PROMPT
Please reproduce the entries below exactly, starting at the first line and ending with the line that holds "for declaration in &file.declarations".

MATERIAL PROVIDED
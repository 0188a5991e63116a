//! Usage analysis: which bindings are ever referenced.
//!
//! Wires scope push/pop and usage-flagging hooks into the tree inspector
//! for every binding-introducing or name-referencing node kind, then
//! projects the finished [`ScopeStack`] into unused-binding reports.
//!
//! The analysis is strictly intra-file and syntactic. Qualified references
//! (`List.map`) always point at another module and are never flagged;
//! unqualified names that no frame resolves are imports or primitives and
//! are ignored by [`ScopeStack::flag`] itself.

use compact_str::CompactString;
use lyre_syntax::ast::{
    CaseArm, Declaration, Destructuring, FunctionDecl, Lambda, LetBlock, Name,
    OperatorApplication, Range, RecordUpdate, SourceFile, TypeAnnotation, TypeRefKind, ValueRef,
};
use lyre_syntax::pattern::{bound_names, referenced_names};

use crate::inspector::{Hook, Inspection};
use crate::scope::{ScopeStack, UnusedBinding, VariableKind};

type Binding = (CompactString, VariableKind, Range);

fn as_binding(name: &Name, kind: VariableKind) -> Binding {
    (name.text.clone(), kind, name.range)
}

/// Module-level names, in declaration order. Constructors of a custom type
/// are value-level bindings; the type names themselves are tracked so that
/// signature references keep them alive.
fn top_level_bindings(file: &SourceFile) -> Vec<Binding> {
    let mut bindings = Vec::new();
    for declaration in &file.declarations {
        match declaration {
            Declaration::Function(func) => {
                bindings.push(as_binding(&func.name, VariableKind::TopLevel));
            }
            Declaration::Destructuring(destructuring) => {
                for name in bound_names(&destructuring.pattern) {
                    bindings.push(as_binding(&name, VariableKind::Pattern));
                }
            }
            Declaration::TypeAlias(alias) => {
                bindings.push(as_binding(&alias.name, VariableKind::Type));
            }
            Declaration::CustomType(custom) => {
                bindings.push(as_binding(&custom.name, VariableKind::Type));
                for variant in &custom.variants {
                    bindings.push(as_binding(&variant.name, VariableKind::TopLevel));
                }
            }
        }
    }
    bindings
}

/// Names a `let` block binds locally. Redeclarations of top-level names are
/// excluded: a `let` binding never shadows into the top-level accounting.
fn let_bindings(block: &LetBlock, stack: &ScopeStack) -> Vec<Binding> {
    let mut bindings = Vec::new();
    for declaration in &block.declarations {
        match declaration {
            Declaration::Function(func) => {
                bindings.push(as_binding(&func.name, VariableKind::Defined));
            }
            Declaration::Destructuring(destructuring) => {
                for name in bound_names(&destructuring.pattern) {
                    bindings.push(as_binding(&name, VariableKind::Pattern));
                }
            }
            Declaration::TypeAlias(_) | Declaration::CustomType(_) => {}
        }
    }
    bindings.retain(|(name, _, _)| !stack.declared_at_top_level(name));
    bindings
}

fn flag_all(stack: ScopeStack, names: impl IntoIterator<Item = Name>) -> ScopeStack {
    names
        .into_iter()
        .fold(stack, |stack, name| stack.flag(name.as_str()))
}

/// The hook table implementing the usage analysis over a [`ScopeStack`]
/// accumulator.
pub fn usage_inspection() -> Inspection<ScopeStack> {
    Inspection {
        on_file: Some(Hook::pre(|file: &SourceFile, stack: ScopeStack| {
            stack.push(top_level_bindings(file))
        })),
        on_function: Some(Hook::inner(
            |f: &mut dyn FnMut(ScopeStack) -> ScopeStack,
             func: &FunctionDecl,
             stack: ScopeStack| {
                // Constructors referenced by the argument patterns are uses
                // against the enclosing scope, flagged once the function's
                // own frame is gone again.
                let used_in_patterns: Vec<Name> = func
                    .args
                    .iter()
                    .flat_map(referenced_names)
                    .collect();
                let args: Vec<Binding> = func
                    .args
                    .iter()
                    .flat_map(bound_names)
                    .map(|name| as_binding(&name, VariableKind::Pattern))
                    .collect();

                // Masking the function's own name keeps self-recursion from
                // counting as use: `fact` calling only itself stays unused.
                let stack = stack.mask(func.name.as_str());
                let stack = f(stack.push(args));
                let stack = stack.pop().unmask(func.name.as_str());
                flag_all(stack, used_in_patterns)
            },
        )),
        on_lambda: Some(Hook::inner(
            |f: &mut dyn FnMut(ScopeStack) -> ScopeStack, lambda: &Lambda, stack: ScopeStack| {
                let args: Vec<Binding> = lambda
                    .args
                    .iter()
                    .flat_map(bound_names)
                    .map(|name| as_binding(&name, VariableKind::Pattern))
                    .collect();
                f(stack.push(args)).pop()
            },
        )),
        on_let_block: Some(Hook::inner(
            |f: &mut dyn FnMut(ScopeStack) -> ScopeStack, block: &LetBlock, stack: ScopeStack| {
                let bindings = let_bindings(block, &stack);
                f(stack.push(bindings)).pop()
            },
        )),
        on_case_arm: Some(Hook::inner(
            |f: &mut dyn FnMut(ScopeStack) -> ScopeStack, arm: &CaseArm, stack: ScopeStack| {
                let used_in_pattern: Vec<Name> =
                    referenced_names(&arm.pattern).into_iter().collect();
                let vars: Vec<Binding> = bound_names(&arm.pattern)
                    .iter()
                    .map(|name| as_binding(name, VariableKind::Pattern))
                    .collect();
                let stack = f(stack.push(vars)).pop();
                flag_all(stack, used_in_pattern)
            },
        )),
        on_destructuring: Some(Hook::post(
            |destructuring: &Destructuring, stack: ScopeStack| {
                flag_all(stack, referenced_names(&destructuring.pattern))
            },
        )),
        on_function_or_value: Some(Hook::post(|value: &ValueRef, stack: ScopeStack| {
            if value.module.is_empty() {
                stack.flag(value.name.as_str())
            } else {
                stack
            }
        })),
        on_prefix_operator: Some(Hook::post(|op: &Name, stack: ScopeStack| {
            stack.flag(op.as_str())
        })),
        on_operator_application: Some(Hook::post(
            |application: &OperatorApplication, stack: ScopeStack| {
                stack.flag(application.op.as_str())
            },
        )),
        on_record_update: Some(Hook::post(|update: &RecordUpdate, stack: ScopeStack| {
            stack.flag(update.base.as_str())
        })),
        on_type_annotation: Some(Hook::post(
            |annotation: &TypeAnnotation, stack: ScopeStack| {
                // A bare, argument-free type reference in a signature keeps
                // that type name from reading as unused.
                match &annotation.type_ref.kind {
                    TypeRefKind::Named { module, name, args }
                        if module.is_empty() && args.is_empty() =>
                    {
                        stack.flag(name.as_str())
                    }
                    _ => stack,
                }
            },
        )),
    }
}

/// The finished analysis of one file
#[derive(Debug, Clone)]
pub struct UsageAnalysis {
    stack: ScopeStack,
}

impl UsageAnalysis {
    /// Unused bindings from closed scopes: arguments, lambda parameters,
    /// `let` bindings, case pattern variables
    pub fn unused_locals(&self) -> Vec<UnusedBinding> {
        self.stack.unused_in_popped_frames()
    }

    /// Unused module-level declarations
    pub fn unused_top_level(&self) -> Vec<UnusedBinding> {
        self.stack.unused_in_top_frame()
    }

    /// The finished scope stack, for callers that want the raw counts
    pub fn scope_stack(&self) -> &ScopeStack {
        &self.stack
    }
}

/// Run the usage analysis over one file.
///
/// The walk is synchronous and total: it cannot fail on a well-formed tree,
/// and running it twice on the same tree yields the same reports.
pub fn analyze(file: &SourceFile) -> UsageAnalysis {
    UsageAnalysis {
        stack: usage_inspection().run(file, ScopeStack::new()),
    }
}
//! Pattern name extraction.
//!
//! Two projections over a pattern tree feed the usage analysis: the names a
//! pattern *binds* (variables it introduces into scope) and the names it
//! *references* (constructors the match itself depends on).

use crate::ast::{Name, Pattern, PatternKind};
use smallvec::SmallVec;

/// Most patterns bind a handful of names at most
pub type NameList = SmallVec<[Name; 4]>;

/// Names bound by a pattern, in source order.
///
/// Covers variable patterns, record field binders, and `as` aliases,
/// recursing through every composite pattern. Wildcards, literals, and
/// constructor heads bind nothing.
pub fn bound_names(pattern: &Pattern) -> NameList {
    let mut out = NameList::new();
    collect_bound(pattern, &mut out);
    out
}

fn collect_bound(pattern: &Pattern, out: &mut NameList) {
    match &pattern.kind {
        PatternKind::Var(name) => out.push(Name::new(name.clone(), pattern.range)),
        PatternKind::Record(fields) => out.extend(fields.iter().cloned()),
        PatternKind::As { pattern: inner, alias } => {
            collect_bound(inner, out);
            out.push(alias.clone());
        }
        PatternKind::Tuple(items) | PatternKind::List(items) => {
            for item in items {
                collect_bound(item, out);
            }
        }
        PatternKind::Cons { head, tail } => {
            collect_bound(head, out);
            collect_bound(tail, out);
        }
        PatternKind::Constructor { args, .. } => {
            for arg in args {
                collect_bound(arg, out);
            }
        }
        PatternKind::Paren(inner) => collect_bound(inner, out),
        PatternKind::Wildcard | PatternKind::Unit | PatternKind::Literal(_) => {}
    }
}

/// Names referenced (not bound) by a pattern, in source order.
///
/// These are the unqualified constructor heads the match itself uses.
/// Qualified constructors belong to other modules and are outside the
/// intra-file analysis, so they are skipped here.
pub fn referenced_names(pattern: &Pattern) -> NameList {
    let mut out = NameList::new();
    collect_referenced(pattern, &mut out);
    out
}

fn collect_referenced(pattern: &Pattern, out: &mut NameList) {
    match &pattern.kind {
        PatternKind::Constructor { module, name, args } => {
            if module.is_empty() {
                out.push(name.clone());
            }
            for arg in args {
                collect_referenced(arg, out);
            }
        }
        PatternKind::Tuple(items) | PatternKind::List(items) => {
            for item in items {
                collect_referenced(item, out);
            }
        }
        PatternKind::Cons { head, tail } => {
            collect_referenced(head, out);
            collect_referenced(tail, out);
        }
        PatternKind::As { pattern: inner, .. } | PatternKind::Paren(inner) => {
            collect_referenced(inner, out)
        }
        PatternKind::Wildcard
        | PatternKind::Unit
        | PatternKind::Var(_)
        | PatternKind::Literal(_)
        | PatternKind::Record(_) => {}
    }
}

OUTPUT OF THE EXERCISE
repository 0188a5991e63116a
//! Usage analysis: which bindings are ever referenced.
//!
//! Wires scope push/pop and usage-flagging hooks into the tree inspector
//! for every binding-introducing or name-referencing node kind, then
//! projects the finished [`ScopeStack`] into unused-binding reports.
//!
//! The analysis is strictly intra-file and syntactic. Qualified references
//! (`List.map`) always point at another module and are never flagged;
//! unqualified names that no frame resolves are imports or primitives and
//! are ignored by [`ScopeStack::flag`] itself.

use compact_str::CompactString;
use lyre_syntax::ast::{
    CaseArm, Declaration, Destructuring, FunctionDecl, Lambda, LetBlock, Name,
    OperatorApplication, Range, RecordUpdate, SourceFile, TypeAnnotation, TypeRefKind, ValueRef,
};
use lyre_syntax::pattern::{bound_names, referenced_names};

use crate::inspector::{Hook, Inspection};
use crate::scope::{ScopeStack, UnusedBinding, VariableKind};

type Binding = (CompactString, VariableKind, Range);

fn as_binding(name: &Name, kind: VariableKind) -> Binding {
    (name.text.clone(), kind, name.range)
}

/// Module-level names, in declaration order. Constructors of a custom type
/// are value-level bindings; the type names themselves are tracked so that
/// signature references keep them alive.
fn top_level_bindings(file: &SourceFile) -> Vec<Binding> {
    let mut bindings = Vec::new();
    for declaration in &file.declarations {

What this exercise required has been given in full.